The share of debt held by the public currently stands at about 78 percent of gross domestic product (GDP), a shorthand measure of a country's economic output in a single year. The GAO estimates that it is on track to surpass the all-time high of 106 percent of GDP within the next 13 to 20 years. (The numbers are actually worse than that, because "debt held by the public" accounts for only $15.8 trillion of the $21 trillion national debt. The rest is held by parts of the federal government, such as the Social Security trust fund.)
Tax revenue increased by $14 billion during fiscal year 2018, which ended on September 30. But that increase was buried beneath a $127 billion jump in spending.
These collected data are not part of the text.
//! C2 scan runner.
//!
//! Scans are persisted by the API in `pending` state and handed to a
//! [`ScanRunner`], which executes `nmap` or `sqlmap` as a subprocess on a
//! background task and records the outcome.

pub mod config;
pub mod error;
pub mod process;
pub mod runner;

pub use config::RunnerConfig;
pub use error::ScanError;
pub use runner::ScanRunner;
//! Attack signature detection over access-log lines.
//!
//! [`Detector`] applies three independent rules to every line:
//!
//! 1. SQL keywords (`select`, `union`, `drop`) as whole words in the request path.
//! 2. A `<script` tag anywhere in the line or the decoded path.
//! 3. Request flooding: at least `flood_threshold` lines from one address
//!    within `flood_window`.
//!
//! The flood rule is edge-triggered: an address alerts once when its window
//! reaches the threshold and is re-armed only after the window drains below it.

use std::collections::{HashMap, VecDeque};
use std::sync::LazyLock;

use regex::Regex;
use serde::{Deserialize, Serialize};

use crate::access_log::{extract_ip, extract_path, percent_decode};
use crate::types::Timestamp;

static SQL_KEYWORD_RE: LazyLock<Regex> =
    LazyLock::new(|| Regex::new(r"(?i)\b(select|union|drop)\b").expect("valid regex"));

/// Default number of requests that constitutes a flood.
pub const DEFAULT_FLOOD_THRESHOLD: usize = 50;

/// Default flood observation window in seconds.
pub const DEFAULT_FLOOD_WINDOW_SECS: i64 = 60;

pub const REASON_SQL_INJECTION: &str = "SQL Injection Attempt Detected";
pub const REASON_XSS: &str = "XSS Attempt Detected";

/// Which rule produced an alert.
#[derive(Debug, Clone, Copy, PartialEq, Eq, Hash, Serialize, Deserialize)]
#[serde(rename_all = "snake_case")]
pub enum AlertKind {
    SqlInjection,
    Xss,
    Flood,
}

impl AlertKind {
    pub fn as_str(&self) -> &'static str {
        match self {
            AlertKind::SqlInjection => "sql_injection",
            AlertKind::Xss => "xss",
            AlertKind::Flood => "flood",
        }
    }
}

/// A single detection, in the shape persisted to the blacklist file.
#[derive(Debug, Clone, PartialEq, Serialize, Deserialize)]
pub struct SecurityAlert {
    pub time: Timestamp,
    pub reason: String,
    pub ip: Option<String>,
    pub path: Option<String>,
    pub line: String,
    pub kind: AlertKind,
}

/// Tunables for [`Detector`].
#[derive(Debug, Clone)]
pub struct DetectorConfig {
    pub flood_threshold: usize,
    pub flood_window: chrono::Duration,
}

impl Default for DetectorConfig {
    fn default() -> Self {
        Self {
            flood_threshold: DEFAULT_FLOOD_THRESHOLD,
            flood_window: chrono::Duration::seconds(DEFAULT_FLOOD_WINDOW_SECS),
        }
    }
}

#[derive(Debug, Default)]
struct AddressWindow {
    seen: VecDeque<Timestamp>,
    flooding: bool,
}

/// Stateful line inspector. One instance per monitored log.
#[derive(Debug)]
pub struct Detector {
    config: DetectorConfig,
    windows: HashMap<String, AddressWindow>,
}

impl Detector {
    pub fn new(config: DetectorConfig) -> Self {
        Self {
            config,
            windows: HashMap::new(),
        }
    }

    pub fn config(&self) -> &DetectorConfig {
        &self.config
    }

    /// Number of addresses currently tracked by the flood rule.
    pub fn tracked_addresses(&self) -> usize {
        self.windows.len()
    }

    /// Inspect one log line observed at `now`, returning zero or more alerts
    /// in rule order (SQL injection, XSS, flood).
    pub fn inspect(&mut self, line: &str, now: Timestamp) -> Vec<SecurityAlert> {
        let ip = extract_ip(line);
        let path = extract_path(line);
        let decoded = path.map(percent_decode);
        let mut alerts = Vec::new();

        let alert = |kind: AlertKind, reason: String| SecurityAlert {
            time: now,
            reason,
            ip: ip.map(str::to_string),
            path: path.map(str::to_string),
            line: line.to_string(),
            kind,
        };

        if let (Some(raw), Some(decoded)) = (path, decoded.as_deref()) {
            if SQL_KEYWORD_RE.is_match(raw) || SQL_KEYWORD_RE.is_match(decoded) {
                alerts.push(alert(AlertKind::SqlInjection, REASON_SQL_INJECTION.into()));
            }
        }

        let script_in_line = line.to_lowercase().contains("<script");
        let script_in_path = decoded
            .as_deref()
            .is_some_and(|p| p.to_lowercase().contains("<script"));
        if script_in_line || script_in_path {
            alerts.push(alert(AlertKind::Xss, REASON_XSS.into()));
        }

        if let Some(addr) = ip {
            if let Some(count) = self.record_request(addr, now) {
                alerts.push(alert(
                    AlertKind::Flood,
                    format!(
                        "DoS/Flooding Attempt ({count} requests in {}s)",
                        self.config.flood_window.num_seconds()
                    ),
                ));
            }
        }

        alerts
    }

    /// Record a request from `addr`; returns the window count when the flood
    /// rule fires.
    fn record_request(&mut self, addr: &str, now: Timestamp) -> Option<usize> {
        let window = self.config.flood_window;
        let threshold = self.config.flood_threshold;
        let entry = self.windows.entry(addr.to_string()).or_default();

        entry.seen.push_back(now);
        while entry
            .seen
            .front()
            .is_some_and(|first| now - *first > window)
        {
            entry.seen.pop_front();
        }

        let count = entry.seen.len();
        if count < threshold {
            entry.flooding = false;
            return None;
        }
        if entry.flooding {
            return None;
        }
        entry.flooding = true;
        Some(count)
    }

    /// Drop addresses with no requests inside the window ending at `now`.
    pub fn prune(&mut self, now: Timestamp) {
        let window = self.config.flood_window;
        let threshold = self.config.flood_threshold;
        self.windows.retain(|_, w| {
            while w.seen.front().is_some_and(|first| now - *first > window) {
                w.seen.pop_front();
            }
            if w.seen.len() < threshold {
                w.flooding = false;
            }
            !w.seen.is_empty()
        });
    }
}

impl Default for Detector {
    fn default() -> Self {
        Self::new(DetectorConfig::default())
    }
}
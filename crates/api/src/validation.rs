//! Request body validation via the `validator` crate.

use serde::{Deserialize, Deserializer};
use validator::{Validate, ValidationErrors};

use crate::error::AppError;

/// Run `validator` rules on a request body, mapping failures to a 400.
pub fn validate_request<T: Validate>(input: &T) -> Result<(), AppError> {
    input
        .validate()
        .map_err(|errors| AppError::validation(describe(&errors)))
}

/// `#[serde(deserialize_with = "trimmed")]`: strip surrounding whitespace
/// before any `validator` rule sees the value.
pub fn trimmed<'de, D: Deserializer<'de>>(deserializer: D) -> Result<String, D::Error> {
    String::deserialize(deserializer).map(|s| s.trim().to_string())
}

/// Flatten validation errors into `field: message` pairs, sorted by field.
fn describe(errors: &ValidationErrors) -> String {
    let mut parts: Vec<String> = errors
        .field_errors()
        .iter()
        .flat_map(|(field, errs)| {
            errs.iter().map(move |e| match &e.message {
                Some(msg) => format!("{field}: {msg}"),
                None => format!("{field}: invalid ({})", e.code),
            })
        })
        .collect();
    parts.sort();
    parts.join("; ")
}

#[cfg(test)]
mod tests {
    use validator::Validate;

    use super::*;

    #[derive(Validate)]
    struct Signup {
        #[validate(length(min = 3, message = "must be at least 3 characters"))]
        username: String,
        #[validate(email)]
        email: Option<String>,
    }

    #[derive(serde::Deserialize, Validate)]
    struct Named {
        #[serde(deserialize_with = "trimmed")]
        #[validate(length(min = 3))]
        name: String,
    }

    #[test]
    fn padding_does_not_count_towards_length() {
        let padded: Named = serde_json::from_str(r#"{"name": "  a  "}"#).unwrap();
        assert_eq!(padded.name, "a");
        assert!(validate_request(&padded).is_err());

        let ok: Named = serde_json::from_str(r#"{"name": " bob "}"#).unwrap();
        assert_eq!(ok.name, "bob");
        assert!(validate_request(&ok).is_ok());
    }

    #[test]
    fn valid_input_passes() {
        let input = Signup {
            username: "alice".into(),
            email: Some("alice@example.com".into()),
        };
        assert!(validate_request(&input).is_ok());
    }

    #[test]
    fn messages_name_the_field() {
        let input = Signup {
            username: "al".into(),
            email: Some("nope".into()),
        };
        let msg = validate_request(&input).unwrap_err().to_string();
        assert!(msg.contains("username: must be at least 3 characters"));
        assert!(msg.contains("email: invalid (email)"));
    }
}
//! Access and refresh tokens.
//!
//! Access tokens are HS256 JWTs issued by `trinity-api`. They carry the
//! user's id, username and role so role checks never touch the database.
//! Refresh tokens are opaque; the database only ever sees their SHA-256.

use chrono::{Duration, Utc};
use jsonwebtoken::{decode, encode, Algorithm, DecodingKey, EncodingKey, Header, Validation};
use serde::{Deserialize, Serialize};
use trinity_core::env::{self, EnvError};
use trinity_core::hashing::sha256_hex;
use trinity_core::roles::validate_role;
use trinity_core::types::DbId;
use uuid::Uuid;

/// `iss` of every token this service signs; anything else is rejected.
pub const ISSUER: &str = "trinity-api";

#[derive(Debug, Clone, Serialize, Deserialize)]
pub struct Claims {
    pub sub: DbId,
    pub username: String,
    /// `admin`, `manager` or `employee`.
    pub role: String,
    pub iss: String,
    pub iat: i64,
    pub exp: i64,
    pub jti: Uuid,
}

#[derive(Debug, Clone)]
pub struct JwtConfig {
    pub secret: String,
    pub access_token_expiry_mins: i64,
    pub refresh_token_expiry_days: i64,
}

impl JwtConfig {
    /// `JWT_SECRET` (required), `JWT_ACCESS_EXPIRY_MINS` (15) and
    /// `JWT_REFRESH_EXPIRY_DAYS` (7).
    pub fn from_env() -> Result<Self, EnvError> {
        Ok(Self {
            secret: env::required("JWT_SECRET")?,
            access_token_expiry_mins: env::var_or("JWT_ACCESS_EXPIRY_MINS", 15)?,
            refresh_token_expiry_days: env::var_or("JWT_REFRESH_EXPIRY_DAYS", 7)?,
        })
    }

    pub fn access_ttl(&self) -> Duration {
        Duration::minutes(self.access_token_expiry_mins)
    }

    pub fn refresh_ttl(&self) -> Duration {
        Duration::days(self.refresh_token_expiry_days)
    }

    fn validation(&self) -> Validation {
        let mut validation = Validation::new(Algorithm::HS256);
        validation.set_issuer(&[ISSUER]);
        validation.set_required_spec_claims(&["exp", "iss"]);
        validation
    }
}

/// Sign an access token for a user.
pub fn issue_access_token(
    user_id: DbId,
    username: &str,
    role: &str,
    config: &JwtConfig,
) -> Result<String, jsonwebtoken::errors::Error> {
    let now = Utc::now();
    let claims = Claims {
        sub: user_id,
        username: username.to_string(),
        role: role.to_string(),
        iss: ISSUER.to_string(),
        iat: now.timestamp(),
        exp: (now + config.access_ttl()).timestamp(),
        jti: Uuid::new_v4(),
    };
    encode(
        &Header::new(Algorithm::HS256),
        &claims,
        &EncodingKey::from_secret(config.secret.as_bytes()),
    )
}

/// Why a presented access token was refused.
#[derive(Debug, thiserror::Error)]
pub enum TokenError {
    #[error(transparent)]
    Jwt(#[from] jsonwebtoken::errors::Error),
    #[error("token carries unknown role '{0}'")]
    UnknownRole(String),
}

/// Verify signature, expiry and issuer, and that the role is one we know.
pub fn verify_access_token(token: &str, config: &JwtConfig) -> Result<Claims, TokenError> {
    let claims = decode::<Claims>(
        token,
        &DecodingKey::from_secret(config.secret.as_bytes()),
        &config.validation(),
    )?
    .claims;
    validate_role(&claims.role).map_err(|_| TokenError::UnknownRole(claims.role.clone()))?;
    Ok(claims)
}

/// A freshly minted refresh token. Hand `token` to the client and store `hash`.
#[derive(Debug, Clone)]
pub struct RefreshToken {
    pub token: String,
    pub hash: String,
}

impl RefreshToken {
    pub fn generate() -> Self {
        let token = format!("{}{}", Uuid::new_v4().simple(), Uuid::new_v4().simple());
        let hash = hash_refresh_token(&token);
        Self { token, hash }
    }
}

pub fn hash_refresh_token(token: &str) -> String {
    sha256_hex(token.as_bytes())
}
Federal policy makers "face a federal government highly leveraged in debt by historical norms and on an unsustainable long-term fiscal path caused by an imbalance between revenue and spending that is built into current law and policy," the GAO says in a letter to President Donald Trump and congressional leaders that accompanied the new report. "Decisions in the near term to enhance economic growth and address national priorities need to be accompanied by a long-term fiscal plan to put the federal government on a sustainable long-term path. This is essential to ensure that the United States remains in a strong economic position to meet its security and social needs, as well as to preserve flexibility to address unforeseen events."
Congress and the president have been getting that same message from several sources recently. Unfortunately, no one seems to be listening.
The White House produced a budget plan earlier this year that called for hiking Pentagon spending while cutting non-military discretionary spending by 9 percent. Even with overly rosy assumptions about future economic growth, this budget would effectively lock in trillion-dollar deficits for the next several years and would not balance until the mid-2030s, long after Trump will be out of office. And that's only if you believe the White House is serious about cutting spending. Given how quickly the president flip-flopped on his own administration's plan to cut the feds' miniscule contribution to the Special Olympics, that requires a leap of faith.
But what else would you expect from a president who has said that he doesn't have to worry about the debt and deficit because things won't get really bad until after he's out of office?
Congress is no better at the moment. Republicans might have once been counted on to hold the line on spending, but under Trump they've abandoned even the pretense of fiscal responsibility. Democrats, meanwhile, want to spend trillions more on programs like Medicare for All and the Green New Deal.
Even if those big ideas don't come to pass, spending is likely to increase. A budget bill that was supposed to get a vote in the House this week would have increased discretionary spending caps by $358 billion over the next two years—a total cost of more than $2 trillion in a decade, according to an analysis by the Committee for a Responsible Federal Budget. The planned vote never happened, because rank-and-file Democrats revolted and pushed for more spending.
It seems like the only way Congress might prevent America's fiscal situation from getting worse is by failing to agree on how much worse to make it.
But time and tides and interest calculations wait for no one. "Over the long term, the imbalance between spending and revenue that is built into current law and policy is projected to lead to continued growth of the deficit and debt held by the public as a share of GDP," the GAO warns. "This situation—in which debt grows faster than GDP—means the current federal fiscal path is unsustainable."